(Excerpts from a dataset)
◆ ◆ ◆ ◆ ◆

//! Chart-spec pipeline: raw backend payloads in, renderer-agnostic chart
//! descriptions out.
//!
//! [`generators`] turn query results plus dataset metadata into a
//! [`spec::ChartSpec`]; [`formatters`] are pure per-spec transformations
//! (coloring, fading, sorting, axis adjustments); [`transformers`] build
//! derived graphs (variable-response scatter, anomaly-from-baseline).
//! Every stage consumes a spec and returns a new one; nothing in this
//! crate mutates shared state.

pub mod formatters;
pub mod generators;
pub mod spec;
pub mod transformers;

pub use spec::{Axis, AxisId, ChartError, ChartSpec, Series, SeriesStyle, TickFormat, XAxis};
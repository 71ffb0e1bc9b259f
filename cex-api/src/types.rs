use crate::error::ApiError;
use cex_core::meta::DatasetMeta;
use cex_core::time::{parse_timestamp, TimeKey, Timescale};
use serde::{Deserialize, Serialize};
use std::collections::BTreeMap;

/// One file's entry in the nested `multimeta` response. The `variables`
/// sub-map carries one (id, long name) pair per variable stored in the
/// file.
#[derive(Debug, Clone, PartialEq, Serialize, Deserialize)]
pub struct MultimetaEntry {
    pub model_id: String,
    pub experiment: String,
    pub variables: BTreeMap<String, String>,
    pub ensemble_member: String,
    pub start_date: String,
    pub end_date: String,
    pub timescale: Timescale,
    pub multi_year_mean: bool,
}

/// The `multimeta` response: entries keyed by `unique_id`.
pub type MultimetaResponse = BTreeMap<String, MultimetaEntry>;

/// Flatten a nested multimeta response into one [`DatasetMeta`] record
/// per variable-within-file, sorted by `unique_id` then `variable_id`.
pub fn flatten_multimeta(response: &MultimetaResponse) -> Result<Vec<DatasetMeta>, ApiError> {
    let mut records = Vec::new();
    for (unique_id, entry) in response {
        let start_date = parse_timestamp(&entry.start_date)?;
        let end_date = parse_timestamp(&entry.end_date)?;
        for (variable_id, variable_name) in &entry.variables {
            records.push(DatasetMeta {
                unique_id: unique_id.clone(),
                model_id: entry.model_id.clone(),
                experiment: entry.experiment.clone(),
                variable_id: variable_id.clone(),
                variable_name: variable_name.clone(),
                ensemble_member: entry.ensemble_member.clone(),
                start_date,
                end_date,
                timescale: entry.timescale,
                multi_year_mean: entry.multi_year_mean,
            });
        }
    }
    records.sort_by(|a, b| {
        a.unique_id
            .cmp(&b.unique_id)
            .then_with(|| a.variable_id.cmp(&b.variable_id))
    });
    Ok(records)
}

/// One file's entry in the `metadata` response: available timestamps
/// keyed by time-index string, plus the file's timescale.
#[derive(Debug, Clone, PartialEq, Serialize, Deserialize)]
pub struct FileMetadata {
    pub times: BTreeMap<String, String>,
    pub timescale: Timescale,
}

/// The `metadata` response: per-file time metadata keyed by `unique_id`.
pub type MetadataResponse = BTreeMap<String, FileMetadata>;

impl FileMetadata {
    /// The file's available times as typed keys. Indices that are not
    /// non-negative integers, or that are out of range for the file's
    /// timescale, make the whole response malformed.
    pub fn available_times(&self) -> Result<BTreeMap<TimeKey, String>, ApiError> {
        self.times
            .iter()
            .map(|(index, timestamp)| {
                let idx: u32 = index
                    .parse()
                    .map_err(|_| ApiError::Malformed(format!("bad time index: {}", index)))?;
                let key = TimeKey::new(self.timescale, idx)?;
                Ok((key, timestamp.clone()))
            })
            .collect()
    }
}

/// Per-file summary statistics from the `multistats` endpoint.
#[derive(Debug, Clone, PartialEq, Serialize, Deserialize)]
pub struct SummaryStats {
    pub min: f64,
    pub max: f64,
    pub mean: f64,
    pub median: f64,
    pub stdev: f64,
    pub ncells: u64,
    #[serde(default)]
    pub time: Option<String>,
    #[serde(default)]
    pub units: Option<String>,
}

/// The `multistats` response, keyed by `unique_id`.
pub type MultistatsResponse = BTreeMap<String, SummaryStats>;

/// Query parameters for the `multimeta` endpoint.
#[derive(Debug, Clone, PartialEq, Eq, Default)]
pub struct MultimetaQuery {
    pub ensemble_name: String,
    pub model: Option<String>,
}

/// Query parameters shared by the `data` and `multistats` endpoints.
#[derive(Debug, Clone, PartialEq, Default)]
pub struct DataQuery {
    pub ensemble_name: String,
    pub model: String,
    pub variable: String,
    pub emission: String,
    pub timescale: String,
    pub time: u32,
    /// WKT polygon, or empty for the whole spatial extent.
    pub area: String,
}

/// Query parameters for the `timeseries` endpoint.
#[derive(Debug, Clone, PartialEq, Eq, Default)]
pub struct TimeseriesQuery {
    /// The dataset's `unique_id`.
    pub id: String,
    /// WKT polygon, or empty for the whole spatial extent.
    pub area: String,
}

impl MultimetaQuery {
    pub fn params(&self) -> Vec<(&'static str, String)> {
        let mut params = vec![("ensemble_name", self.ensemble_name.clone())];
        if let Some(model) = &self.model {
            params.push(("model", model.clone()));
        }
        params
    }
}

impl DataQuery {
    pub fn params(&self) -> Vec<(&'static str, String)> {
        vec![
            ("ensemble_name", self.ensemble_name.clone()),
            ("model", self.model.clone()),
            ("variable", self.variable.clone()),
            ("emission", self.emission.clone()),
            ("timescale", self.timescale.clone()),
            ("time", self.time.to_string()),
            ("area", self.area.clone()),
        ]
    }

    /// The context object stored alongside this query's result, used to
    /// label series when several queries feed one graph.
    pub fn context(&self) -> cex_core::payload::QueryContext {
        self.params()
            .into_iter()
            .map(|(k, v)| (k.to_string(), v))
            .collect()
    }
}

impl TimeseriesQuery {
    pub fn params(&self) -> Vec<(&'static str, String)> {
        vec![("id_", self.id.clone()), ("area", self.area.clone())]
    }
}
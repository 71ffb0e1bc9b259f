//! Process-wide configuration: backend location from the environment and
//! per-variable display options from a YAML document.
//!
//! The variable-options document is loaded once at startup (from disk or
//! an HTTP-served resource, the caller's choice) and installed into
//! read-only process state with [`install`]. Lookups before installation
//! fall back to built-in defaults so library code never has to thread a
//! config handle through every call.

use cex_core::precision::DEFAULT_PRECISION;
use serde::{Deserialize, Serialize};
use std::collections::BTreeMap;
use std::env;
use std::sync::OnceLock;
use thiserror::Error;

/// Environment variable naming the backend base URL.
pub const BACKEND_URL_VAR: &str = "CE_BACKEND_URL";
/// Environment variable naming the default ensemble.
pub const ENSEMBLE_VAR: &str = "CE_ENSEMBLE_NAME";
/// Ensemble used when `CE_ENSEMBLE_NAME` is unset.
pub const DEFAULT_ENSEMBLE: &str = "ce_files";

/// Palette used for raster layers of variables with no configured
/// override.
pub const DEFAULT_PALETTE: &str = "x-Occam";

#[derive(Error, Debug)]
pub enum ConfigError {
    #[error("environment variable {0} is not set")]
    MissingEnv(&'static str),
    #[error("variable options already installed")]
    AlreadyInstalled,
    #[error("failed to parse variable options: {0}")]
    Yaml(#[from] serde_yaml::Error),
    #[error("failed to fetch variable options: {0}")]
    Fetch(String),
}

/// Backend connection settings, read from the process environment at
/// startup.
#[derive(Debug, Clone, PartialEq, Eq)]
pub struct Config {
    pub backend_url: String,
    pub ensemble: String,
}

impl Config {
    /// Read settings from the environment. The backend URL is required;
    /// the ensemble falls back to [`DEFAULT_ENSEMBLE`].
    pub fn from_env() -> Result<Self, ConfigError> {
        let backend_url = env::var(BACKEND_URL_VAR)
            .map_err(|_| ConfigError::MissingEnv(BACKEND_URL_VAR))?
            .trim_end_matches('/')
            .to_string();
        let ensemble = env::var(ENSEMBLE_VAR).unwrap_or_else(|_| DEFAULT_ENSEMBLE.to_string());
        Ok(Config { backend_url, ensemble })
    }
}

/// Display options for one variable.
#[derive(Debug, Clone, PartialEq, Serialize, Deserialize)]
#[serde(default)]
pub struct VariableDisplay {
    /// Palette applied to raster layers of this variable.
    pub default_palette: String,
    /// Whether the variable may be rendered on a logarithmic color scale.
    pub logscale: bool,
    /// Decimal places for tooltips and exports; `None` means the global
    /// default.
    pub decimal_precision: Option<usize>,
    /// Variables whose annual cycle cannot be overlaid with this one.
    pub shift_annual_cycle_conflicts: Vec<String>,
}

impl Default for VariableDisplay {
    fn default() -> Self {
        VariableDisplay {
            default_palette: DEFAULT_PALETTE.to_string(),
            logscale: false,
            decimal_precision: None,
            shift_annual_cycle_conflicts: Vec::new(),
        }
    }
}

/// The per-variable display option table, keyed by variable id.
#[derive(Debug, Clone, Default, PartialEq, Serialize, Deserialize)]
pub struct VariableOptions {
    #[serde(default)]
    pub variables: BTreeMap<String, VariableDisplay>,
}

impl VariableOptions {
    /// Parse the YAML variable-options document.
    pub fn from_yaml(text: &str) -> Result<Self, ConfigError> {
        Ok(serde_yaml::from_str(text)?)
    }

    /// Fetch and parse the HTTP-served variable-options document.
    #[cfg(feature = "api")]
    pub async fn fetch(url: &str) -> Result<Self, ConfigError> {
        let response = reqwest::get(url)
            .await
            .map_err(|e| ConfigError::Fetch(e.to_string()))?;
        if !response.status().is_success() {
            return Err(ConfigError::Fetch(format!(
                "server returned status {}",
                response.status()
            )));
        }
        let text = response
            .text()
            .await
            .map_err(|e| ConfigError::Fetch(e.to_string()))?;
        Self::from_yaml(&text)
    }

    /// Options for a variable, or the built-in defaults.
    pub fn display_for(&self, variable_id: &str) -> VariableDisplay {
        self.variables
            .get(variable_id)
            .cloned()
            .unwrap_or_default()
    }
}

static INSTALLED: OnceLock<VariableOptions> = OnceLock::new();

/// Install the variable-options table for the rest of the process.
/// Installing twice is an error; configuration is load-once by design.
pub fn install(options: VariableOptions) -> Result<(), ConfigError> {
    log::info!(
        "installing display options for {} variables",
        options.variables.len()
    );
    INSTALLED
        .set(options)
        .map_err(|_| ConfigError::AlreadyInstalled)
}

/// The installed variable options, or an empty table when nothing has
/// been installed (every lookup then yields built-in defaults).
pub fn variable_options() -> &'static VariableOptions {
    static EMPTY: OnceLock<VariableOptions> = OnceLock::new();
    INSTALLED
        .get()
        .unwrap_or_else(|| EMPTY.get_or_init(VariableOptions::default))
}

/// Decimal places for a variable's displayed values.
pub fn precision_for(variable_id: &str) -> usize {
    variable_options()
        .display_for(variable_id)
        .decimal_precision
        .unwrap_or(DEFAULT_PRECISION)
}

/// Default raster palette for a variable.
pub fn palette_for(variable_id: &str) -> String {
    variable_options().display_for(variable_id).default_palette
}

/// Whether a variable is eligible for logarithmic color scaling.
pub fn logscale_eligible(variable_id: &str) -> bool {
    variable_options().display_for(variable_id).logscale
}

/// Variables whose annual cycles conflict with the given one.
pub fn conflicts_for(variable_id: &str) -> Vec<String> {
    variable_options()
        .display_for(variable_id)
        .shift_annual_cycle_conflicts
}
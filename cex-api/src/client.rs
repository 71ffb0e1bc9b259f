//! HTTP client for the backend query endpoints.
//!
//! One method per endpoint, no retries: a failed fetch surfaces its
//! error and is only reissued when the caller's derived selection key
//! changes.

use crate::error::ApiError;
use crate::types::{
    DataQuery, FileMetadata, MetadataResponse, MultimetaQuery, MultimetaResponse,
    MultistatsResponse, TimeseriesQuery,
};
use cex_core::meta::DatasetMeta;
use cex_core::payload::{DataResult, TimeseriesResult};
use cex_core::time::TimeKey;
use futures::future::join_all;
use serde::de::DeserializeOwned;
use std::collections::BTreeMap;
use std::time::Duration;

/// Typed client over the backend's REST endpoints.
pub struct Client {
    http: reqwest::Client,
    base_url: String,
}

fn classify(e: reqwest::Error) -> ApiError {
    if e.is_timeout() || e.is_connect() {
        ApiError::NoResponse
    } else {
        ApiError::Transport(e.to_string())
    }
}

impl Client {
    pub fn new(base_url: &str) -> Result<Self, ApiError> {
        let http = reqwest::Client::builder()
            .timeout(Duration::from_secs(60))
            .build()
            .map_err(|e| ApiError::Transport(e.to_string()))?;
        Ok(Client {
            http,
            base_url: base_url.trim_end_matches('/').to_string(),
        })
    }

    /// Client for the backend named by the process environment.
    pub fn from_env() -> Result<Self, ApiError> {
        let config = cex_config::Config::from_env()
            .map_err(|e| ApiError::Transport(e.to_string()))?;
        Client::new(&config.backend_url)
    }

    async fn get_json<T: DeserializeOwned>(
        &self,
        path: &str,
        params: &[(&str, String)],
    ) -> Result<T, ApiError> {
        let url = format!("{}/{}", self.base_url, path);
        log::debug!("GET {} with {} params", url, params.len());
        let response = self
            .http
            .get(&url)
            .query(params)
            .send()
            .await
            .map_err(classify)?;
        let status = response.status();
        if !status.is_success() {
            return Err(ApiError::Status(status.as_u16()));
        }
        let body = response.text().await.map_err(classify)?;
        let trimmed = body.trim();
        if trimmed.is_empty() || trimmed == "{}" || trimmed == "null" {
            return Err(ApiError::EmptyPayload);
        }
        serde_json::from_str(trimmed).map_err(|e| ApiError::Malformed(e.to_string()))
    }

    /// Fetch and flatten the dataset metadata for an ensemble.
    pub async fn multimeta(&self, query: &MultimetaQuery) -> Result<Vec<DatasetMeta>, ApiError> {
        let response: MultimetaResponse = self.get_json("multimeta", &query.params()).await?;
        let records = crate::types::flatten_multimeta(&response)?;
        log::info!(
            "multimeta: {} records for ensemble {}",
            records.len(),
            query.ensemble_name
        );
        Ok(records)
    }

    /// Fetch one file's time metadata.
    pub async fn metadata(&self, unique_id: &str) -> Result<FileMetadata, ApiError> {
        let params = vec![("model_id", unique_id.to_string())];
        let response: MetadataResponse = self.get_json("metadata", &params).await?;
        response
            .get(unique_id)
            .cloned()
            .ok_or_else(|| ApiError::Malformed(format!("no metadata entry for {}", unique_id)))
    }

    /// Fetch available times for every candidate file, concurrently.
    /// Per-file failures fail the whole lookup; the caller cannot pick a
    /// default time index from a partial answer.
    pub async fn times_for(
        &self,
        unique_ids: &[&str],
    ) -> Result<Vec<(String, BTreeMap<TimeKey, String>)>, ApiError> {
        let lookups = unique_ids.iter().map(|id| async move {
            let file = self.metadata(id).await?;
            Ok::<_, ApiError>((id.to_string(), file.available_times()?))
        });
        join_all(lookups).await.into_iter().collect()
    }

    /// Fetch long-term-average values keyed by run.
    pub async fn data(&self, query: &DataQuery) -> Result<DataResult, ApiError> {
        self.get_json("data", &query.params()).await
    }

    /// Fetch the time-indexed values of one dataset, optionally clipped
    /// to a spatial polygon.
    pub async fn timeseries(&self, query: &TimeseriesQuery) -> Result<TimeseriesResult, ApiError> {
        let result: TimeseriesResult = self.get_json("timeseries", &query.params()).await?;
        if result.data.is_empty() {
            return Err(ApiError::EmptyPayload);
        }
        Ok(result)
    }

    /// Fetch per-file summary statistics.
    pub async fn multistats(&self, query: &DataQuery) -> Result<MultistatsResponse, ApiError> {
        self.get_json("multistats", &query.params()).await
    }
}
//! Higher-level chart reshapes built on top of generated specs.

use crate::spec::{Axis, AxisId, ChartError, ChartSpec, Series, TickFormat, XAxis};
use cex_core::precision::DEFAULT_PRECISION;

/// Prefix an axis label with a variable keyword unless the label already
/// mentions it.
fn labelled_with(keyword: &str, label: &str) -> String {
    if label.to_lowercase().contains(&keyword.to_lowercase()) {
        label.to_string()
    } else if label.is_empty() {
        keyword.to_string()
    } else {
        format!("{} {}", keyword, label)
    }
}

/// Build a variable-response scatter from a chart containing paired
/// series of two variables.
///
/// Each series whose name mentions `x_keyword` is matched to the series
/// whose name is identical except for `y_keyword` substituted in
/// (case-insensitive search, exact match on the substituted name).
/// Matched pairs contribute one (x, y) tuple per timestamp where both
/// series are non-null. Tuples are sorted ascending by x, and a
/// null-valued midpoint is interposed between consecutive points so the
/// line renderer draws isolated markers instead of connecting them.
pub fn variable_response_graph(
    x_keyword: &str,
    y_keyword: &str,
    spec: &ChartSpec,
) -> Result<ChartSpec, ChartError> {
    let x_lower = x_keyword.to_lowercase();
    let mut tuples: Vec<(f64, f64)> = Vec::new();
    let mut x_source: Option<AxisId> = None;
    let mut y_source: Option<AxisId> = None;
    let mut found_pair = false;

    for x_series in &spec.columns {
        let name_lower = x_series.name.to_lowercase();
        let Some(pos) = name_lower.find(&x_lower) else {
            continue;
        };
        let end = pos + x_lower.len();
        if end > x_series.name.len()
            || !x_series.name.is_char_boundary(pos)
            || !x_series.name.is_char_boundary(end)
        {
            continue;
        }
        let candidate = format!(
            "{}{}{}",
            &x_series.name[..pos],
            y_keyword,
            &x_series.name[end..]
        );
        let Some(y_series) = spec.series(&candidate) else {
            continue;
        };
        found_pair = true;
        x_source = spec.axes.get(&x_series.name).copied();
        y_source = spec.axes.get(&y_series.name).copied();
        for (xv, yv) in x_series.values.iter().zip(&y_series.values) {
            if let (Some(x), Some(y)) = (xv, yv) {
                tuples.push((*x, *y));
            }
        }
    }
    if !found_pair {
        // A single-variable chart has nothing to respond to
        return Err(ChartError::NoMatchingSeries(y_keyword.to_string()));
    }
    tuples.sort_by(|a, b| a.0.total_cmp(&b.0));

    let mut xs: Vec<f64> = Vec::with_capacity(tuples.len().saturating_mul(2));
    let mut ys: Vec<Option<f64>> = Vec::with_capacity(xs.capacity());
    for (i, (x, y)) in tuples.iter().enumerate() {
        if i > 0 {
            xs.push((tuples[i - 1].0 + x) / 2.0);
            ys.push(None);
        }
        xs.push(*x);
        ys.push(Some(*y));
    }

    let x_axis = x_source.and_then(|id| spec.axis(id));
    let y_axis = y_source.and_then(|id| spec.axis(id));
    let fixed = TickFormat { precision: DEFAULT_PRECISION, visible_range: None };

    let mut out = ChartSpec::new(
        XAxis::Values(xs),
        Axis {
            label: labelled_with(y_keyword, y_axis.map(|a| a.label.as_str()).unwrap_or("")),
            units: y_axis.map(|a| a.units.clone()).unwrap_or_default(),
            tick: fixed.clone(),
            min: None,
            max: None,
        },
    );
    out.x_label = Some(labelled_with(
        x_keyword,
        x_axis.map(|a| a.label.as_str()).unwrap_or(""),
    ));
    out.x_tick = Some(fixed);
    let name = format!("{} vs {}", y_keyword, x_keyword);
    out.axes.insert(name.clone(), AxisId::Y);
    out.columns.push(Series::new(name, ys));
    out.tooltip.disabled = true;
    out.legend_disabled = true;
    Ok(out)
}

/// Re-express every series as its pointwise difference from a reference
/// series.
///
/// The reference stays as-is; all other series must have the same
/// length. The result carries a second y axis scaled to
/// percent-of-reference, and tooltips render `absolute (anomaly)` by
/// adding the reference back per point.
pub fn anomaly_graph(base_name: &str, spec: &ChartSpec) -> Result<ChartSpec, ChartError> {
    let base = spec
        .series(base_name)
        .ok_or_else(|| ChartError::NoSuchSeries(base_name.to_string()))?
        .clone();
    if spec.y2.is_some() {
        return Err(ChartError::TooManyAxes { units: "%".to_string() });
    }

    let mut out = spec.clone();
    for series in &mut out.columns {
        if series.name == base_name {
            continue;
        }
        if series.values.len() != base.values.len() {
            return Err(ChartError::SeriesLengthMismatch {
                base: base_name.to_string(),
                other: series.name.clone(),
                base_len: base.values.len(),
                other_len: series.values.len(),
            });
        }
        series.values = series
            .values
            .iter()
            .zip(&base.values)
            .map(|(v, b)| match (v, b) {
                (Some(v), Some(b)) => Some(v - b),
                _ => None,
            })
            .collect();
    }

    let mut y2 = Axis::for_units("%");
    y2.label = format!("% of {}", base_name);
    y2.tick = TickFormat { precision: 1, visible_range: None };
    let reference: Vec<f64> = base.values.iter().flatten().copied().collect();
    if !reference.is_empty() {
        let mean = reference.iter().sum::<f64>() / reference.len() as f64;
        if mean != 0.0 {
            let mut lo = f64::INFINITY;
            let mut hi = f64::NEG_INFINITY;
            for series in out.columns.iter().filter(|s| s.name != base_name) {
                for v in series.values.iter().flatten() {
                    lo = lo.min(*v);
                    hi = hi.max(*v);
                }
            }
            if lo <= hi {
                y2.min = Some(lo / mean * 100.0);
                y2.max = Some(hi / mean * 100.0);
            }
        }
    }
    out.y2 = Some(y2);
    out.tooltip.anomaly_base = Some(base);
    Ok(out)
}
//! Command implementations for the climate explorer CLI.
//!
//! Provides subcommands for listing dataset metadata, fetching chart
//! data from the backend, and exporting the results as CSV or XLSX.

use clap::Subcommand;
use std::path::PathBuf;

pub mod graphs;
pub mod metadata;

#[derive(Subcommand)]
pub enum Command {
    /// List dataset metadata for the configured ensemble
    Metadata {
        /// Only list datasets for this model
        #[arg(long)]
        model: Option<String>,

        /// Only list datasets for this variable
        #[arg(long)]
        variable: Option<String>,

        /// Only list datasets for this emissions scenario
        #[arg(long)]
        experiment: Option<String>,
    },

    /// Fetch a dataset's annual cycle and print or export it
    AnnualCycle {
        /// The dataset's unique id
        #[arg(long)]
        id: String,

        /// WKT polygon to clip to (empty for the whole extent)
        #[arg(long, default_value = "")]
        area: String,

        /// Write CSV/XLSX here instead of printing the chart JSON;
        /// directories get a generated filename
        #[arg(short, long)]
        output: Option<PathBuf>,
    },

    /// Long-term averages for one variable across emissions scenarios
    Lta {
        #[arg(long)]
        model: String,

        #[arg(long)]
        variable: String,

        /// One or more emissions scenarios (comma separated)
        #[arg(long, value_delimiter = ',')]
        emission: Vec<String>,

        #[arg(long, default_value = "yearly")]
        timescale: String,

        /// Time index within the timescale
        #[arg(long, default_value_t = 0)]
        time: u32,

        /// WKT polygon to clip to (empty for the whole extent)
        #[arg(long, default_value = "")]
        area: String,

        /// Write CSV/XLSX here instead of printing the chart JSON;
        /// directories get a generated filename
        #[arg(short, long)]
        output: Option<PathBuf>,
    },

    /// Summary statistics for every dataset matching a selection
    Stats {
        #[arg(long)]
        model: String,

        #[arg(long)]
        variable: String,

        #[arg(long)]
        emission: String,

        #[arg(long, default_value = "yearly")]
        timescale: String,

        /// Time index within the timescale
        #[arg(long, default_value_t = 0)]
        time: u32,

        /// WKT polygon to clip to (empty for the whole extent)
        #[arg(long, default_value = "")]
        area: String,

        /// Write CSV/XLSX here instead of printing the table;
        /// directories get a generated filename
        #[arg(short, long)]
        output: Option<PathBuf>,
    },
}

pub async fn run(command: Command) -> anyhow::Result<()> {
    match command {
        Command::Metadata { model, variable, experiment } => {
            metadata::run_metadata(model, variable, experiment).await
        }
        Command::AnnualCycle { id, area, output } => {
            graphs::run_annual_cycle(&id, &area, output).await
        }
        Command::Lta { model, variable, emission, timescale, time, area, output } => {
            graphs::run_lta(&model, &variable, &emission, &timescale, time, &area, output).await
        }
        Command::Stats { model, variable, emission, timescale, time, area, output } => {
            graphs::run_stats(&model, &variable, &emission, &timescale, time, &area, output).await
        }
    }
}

◆ ◆ ◆ ◆ ◆

**WORK REQUEST:** Filter the records for the word "scatter" and show every line that has it.

**RESULT FOR THIS EXERCISE:**
//! derived graphs (variable-response scatter, anomaly-from-baseline).
/// Build a variable-response scatter from a chart containing paired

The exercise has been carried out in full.